→ TASK ITEM
Lines containing "ValueEnum": state how many there are in these entries, and write only that number.
━━━ DATASET RECORDS
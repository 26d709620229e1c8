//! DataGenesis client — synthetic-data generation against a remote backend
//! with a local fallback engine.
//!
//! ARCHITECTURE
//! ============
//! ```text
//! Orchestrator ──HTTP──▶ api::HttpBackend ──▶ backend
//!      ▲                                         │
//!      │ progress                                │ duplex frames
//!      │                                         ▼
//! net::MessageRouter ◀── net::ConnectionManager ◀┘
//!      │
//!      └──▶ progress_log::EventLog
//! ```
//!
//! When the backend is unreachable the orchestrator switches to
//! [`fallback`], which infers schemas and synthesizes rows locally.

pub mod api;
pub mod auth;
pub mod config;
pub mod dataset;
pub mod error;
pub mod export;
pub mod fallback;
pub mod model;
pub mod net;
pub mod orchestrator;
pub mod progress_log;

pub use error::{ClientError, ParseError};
━━━━━━
━━━ DATASET RECORDS
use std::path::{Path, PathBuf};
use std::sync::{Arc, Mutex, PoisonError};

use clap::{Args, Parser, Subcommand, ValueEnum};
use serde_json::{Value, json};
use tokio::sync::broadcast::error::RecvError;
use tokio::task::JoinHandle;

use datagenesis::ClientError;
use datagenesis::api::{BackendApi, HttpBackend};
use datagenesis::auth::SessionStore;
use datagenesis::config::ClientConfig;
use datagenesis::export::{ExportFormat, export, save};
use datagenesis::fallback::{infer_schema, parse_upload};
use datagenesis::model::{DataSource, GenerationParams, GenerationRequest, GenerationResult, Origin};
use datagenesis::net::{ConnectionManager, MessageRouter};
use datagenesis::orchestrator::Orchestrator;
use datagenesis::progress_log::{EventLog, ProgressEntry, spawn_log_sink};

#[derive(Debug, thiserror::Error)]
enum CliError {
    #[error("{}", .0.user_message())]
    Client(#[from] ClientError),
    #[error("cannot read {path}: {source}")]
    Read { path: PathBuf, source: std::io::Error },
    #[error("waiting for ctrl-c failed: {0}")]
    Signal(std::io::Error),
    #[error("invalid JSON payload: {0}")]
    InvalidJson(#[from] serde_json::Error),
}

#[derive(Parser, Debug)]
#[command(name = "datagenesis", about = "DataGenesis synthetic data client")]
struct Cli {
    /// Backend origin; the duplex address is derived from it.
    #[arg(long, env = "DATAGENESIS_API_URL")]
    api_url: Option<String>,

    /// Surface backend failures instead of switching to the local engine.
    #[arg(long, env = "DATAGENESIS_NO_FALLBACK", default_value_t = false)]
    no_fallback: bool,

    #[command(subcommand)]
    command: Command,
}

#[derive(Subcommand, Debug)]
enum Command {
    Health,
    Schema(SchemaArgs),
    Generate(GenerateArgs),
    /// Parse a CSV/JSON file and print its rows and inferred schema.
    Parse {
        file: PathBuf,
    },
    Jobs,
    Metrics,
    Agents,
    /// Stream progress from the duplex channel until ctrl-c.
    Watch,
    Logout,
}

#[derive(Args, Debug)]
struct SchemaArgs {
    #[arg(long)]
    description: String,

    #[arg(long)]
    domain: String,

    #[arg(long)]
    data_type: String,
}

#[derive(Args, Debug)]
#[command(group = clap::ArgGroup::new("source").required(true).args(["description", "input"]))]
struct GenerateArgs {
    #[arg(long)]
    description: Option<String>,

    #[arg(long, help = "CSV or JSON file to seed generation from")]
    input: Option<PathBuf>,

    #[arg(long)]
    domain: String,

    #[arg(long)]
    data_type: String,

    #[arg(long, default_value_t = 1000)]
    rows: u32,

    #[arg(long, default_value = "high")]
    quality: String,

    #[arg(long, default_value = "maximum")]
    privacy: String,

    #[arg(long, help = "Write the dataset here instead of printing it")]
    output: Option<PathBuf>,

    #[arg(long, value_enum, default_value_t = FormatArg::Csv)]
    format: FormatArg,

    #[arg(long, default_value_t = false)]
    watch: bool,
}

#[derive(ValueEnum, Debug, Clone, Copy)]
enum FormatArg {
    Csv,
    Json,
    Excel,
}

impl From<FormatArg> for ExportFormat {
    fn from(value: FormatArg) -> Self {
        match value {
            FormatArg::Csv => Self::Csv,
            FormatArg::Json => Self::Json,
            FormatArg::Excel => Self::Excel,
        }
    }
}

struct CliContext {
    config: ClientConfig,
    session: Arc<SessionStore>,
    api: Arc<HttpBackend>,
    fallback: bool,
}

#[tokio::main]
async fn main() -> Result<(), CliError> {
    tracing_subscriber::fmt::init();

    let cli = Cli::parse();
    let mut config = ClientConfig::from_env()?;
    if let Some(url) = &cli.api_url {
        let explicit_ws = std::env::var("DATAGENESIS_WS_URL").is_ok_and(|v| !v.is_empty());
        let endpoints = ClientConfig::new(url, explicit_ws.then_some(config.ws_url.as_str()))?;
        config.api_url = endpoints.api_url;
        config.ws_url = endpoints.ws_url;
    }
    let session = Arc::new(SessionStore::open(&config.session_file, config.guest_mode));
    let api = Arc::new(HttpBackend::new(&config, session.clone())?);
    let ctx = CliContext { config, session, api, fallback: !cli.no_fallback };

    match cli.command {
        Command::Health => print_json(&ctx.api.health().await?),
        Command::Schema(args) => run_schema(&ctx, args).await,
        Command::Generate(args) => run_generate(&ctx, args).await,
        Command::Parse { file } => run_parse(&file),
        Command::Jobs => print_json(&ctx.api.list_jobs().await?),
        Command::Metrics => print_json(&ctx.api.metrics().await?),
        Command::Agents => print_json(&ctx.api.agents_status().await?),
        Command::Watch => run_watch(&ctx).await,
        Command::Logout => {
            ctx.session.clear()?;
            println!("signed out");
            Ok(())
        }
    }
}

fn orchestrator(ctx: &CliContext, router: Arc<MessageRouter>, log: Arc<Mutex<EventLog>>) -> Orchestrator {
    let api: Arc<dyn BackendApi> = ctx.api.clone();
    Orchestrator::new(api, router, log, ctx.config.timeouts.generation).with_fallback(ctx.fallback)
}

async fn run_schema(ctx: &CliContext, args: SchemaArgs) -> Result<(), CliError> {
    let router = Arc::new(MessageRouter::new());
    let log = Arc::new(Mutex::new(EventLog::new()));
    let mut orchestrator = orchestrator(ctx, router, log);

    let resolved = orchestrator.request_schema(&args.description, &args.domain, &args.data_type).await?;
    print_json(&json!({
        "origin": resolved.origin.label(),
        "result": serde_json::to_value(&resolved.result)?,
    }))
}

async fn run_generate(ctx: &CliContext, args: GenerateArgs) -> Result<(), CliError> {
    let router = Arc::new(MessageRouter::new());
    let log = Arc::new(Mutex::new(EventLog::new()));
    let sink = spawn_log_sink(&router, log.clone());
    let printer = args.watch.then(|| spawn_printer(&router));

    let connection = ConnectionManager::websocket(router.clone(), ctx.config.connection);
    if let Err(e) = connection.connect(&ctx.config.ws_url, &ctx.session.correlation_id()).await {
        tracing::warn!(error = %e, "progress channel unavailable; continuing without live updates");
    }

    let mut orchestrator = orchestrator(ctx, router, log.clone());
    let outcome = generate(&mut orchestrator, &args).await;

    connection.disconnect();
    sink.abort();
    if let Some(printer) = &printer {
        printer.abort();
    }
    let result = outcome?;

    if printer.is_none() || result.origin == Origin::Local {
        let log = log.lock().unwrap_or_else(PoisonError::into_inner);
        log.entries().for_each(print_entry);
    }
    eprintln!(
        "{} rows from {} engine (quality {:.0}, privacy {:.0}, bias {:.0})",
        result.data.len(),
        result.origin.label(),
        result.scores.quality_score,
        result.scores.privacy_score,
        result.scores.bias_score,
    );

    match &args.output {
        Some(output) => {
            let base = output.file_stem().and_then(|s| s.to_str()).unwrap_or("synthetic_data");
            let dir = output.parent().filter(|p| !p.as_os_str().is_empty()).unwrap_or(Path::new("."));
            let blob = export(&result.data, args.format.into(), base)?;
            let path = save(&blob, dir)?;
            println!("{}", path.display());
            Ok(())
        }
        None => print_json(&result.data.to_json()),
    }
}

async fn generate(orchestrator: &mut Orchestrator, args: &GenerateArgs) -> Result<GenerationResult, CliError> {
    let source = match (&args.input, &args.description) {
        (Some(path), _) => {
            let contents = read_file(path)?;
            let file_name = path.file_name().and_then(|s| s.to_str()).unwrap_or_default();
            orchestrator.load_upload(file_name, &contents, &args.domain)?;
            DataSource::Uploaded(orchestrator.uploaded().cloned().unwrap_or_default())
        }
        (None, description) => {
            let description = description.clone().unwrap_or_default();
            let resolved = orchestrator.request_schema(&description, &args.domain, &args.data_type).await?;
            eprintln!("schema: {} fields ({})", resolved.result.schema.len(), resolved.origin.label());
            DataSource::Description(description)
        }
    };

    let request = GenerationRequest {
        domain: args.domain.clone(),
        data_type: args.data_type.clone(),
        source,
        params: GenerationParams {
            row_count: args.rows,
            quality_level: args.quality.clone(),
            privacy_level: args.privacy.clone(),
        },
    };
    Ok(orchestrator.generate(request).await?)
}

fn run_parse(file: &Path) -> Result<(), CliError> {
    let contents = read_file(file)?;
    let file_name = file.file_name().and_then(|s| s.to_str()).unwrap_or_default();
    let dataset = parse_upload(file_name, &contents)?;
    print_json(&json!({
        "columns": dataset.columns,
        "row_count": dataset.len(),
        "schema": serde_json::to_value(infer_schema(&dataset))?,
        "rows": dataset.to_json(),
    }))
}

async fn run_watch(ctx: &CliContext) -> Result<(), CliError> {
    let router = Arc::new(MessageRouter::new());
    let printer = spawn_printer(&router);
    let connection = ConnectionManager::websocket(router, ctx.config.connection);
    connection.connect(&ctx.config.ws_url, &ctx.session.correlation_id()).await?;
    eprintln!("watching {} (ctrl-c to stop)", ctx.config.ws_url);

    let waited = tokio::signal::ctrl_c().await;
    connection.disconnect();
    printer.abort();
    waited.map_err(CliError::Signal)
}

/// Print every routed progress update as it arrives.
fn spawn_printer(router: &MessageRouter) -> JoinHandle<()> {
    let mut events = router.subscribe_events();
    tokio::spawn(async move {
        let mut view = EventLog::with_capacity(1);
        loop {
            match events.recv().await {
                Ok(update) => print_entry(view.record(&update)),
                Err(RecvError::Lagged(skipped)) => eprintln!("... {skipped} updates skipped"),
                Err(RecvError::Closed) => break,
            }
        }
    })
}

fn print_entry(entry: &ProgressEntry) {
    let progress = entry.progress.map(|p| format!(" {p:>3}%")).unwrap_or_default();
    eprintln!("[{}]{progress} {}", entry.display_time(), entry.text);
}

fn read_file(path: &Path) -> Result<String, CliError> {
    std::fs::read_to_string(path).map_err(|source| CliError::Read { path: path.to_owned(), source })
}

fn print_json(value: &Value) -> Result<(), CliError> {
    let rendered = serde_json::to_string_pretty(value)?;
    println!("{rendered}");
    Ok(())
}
━━━━━━
→ OUTPUT FOR THIS TASK
2